In an interview with the New York Times, Mr. Harrison recalled, “The first person I photographed was a 14-year-old boy named Alfred, choking on a four-pound benign tumor in his mouth, filling up his whole mouth… He was suffocating on his own face. I just went into the corner and sobbed.”
Besides coming into contact the struggles of poverty stricken peoples in West Africa, Mr. Harrison was also exposed to the dedication and hard work of professional doctors who gave up their comfortable lifestyles and holiday time to commit to serving those in need. With the inspiration he got from the dedicated doctors on Mercy Ship and capturing the horrid realities of the poor living conditions that exists in the world, Mr. Harrison returned to New York City two years later with a desire to bring about change.
From his experience with Mercy Ships, Mr. Harrison learned that a major problem the people he photographed faced was the finding clean water. He saw children being kept from going to school because they had to travel hours at a time to get water from a well. He photographed many who were so desperate for water that they used water from a well in which two children had drowned in. He saw first hand how dirty water h
ad caused major health problems for all peoples in West Africa. Because of this need he saw, when Mr. Harrison returned to New York City, he devised a plan to create a charity providing clean water in poor countries.
Mr. Harrison’s plan eventually became charity:water. Using the skills of his previous occupation as a club promoter, Mr. Harrison has been able to make his charity highly successful through creative marketing schemes and taking advantage of social networking technology such as Twitter (the organization has over half a million followers on Twitter). With the social networking talents of Mr. Harrison, Charity: water has been able to raise over $10 million from 50,000 individuals and has served nearly one million people in Africa and Asia since its inception three years ago.
New York City buses have given the charity free ad space to put up charity: water posters. Stores in prime locations in NYC such as Saks Fifth Avenue have given the organization a large stretch of their window space to put displays that educate people about the issues of clean water. The attention Mr. Harrison has been able to bring to issues of water doesn’t seem to be letting up either as various TV channels and magazine such as CNN, Elle, Vanity Fair, NY Times, and many more have picked on the work of charity: water.
Charity: water’s success also derives from its commitment to making sure every penny they receive goes directly to the various projects its donors intended the money for. The organization has been able to fulfill this commitment by getting 500 of its most dedicated donors to cover all its administration fees.

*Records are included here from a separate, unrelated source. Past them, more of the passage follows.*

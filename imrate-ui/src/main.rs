//! imrate-ui - Image rating survey service
//!
//! Presents a directory of images to a named participant, collects four
//! 1-7 aspect ratings per image, and exports the accumulated rating log
//! as a CSV download.

use std::net::SocketAddr;
use std::path::PathBuf;

use anyhow::{Context, Result};
use clap::Parser;
use tokio::signal;
use tracing::{info, warn};

use imrate_common::catalog::ImageCatalog;
use imrate_common::config;
use imrate_ui::{build_router, AppState};

/// Command-line arguments for imrate-ui
#[derive(Parser, Debug)]
#[command(name = "imrate-ui")]
#[command(about = "Image rating survey service")]
#[command(version)]
struct Args {
    /// Port to listen on
    #[arg(short, long)]
    port: Option<u16>,

    /// Directory containing the images to rate
    #[arg(short, long)]
    images_dir: Option<PathBuf>,
}

#[tokio::main]
async fn main() -> Result<()> {
    // Initialize tracing subscriber
    tracing_subscriber::fmt()
        .with_env_filter(
            tracing_subscriber::EnvFilter::from_default_env()
                .add_directive(tracing::Level::INFO.into()),
        )
        .init();

    // Log build identification immediately after tracing init
    info!(
        "Starting imrate survey UI (imrate-ui) v{} [{}] built {} ({})",
        env!("CARGO_PKG_VERSION"),
        env!("GIT_HASH"),
        env!("BUILD_TIMESTAMP"),
        env!("BUILD_PROFILE")
    );

    let args = Args::parse();

    let images_dir = config::resolve_images_dir(args.images_dir.as_deref());
    let port = config::resolve_port(args.port);
    info!("Image directory: {}", images_dir.display());

    // Probe the catalog once at startup so a misconfigured directory is
    // visible in the log right away; sessions scan again when they begin.
    match ImageCatalog::scan(&images_dir) {
        Ok(catalog) if catalog.is_empty() => {
            warn!("no images found in {}", images_dir.display())
        }
        Ok(catalog) => info!("✓ Found {} images", catalog.len()),
        Err(err) => warn!("image directory check failed: {}", err),
    }

    let state = AppState::new(images_dir);
    let app = build_router(state);

    let addr = SocketAddr::from(([127, 0, 0, 1], port));
    let listener = tokio::net::TcpListener::bind(addr)
        .await
        .context("Failed to bind to address")?;
    info!("imrate-ui listening on http://{}", addr);
    info!("Health check: http://{}/health", addr);

    axum::serve(listener, app)
        .with_graceful_shutdown(shutdown_signal())
        .await
        .context("Server error")?;

    info!("Server shutdown complete");
    Ok(())
}

/// Graceful shutdown signal handler
async fn shutdown_signal() {
    let ctrl_c = async {
        signal::ctrl_c()
            .await
            .expect("Failed to install Ctrl+C handler");
    };

    #[cfg(unix)]
    let terminate = async {
        signal::unix::signal(signal::unix::SignalKind::terminate())
            .expect("Failed to install signal handler")
            .recv()
            .await;
    };

    #[cfg(not(unix))]
    let terminate = std::future::pending::<()>();

    tokio::select! {
        _ = ctrl_c => {
            info!("Received Ctrl+C, shutting down");
        },
        _ = terminate => {
            info!("Received terminate signal, shutting down");
        },
    }
}
//! Rating log download
//!
//! Serializes the accumulated log as a CSV attachment. Works both as the
//! manual "save progress" action and as the automatic download the page
//! triggers when the final image is rated.

use axum::extract::State;
use axum::http::{header, StatusCode};
use axum::response::{IntoResponse, Response};
use tracing::info;

use imrate_common::{export, time};

use crate::api::ApiError;
use crate::AppState;

/// GET /api/export
///
/// 204 when nothing has been rated yet. The log is left untouched either
/// way; repeated calls re-serialize the full log under fresh filenames.
pub async fn export_csv(State(state): State<AppState>) -> Result<Response, ApiError> {
    let slot = state.session.lock().await;
    let session = slot.as_ref().ok_or(ApiError::NoSession)?;

    match export::export_csv(session.rater(), session.log(), &time::now())? {
        Some(csv) => {
            info!(
                session_id = %session.session_id(),
                filename = %csv.filename,
                rows = session.log().len(),
                "ratings exported"
            );
            Ok((
                StatusCode::OK,
                [
                    (header::CONTENT_TYPE, "text/csv".to_string()),
                    (
                        header::CONTENT_DISPOSITION,
                        format!("attachment; filename=\"{}\"", csv.filename),
                    ),
                ],
                csv.data,
            )
                .into_response())
        }
        None => Ok(StatusCode::NO_CONTENT.into_response()),
    }
}
//! Timestamp utilities
//!
//! All operator-visible timestamps use the local wall clock at second
//! precision, in the two fixed formats the export format requires.

use chrono::{DateTime, Local};

/// Get current local timestamp
pub fn now() -> DateTime<Local> {
    Local::now()
}

/// Format a timestamp for a CSV row: `YYYY-MM-DD HH:MM:SS`
pub fn row_timestamp(timestamp: &DateTime<Local>) -> String {
    timestamp.format("%Y-%m-%d %H:%M:%S").to_string()
}

/// Format a timestamp for an export filename: `YYYYMMDD_HHMMSS`
pub fn file_timestamp(timestamp: &DateTime<Local>) -> String {
    timestamp.format("%Y%m%d_%H%M%S").to_string()
}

The charity has also made it their priority to ensure that donors see the specific impact of their contributions. The organization does this by using technology such as Google Earth and G.P.S. trackers to allow their donors to pin point where their donations contributed to. Charity: water is currently also working on getting a website set up in which even the smallest donations going to whichever project at the time can be tracked online.
Mr. Harrison and charity: water’s philosophy on giving is that it should be a joy filled affair with an infectious quality to it that can bring people together to bring change.
“Guilt has never been part of it,” he said to the New York Times. “It’s excitement instead, presenting people with an opportunity — ‘you have an amazing chance to build a well!’ ”
As he writes on the charity: water website, Mr. Harrison view on charity is that, “Charity is practical. It’s sometimes easy, more often inconvenient, but always necessary. It’s the ability to use one’s position of influence, relative wealth and power to affect lives for the better. charity is singular and achievable.”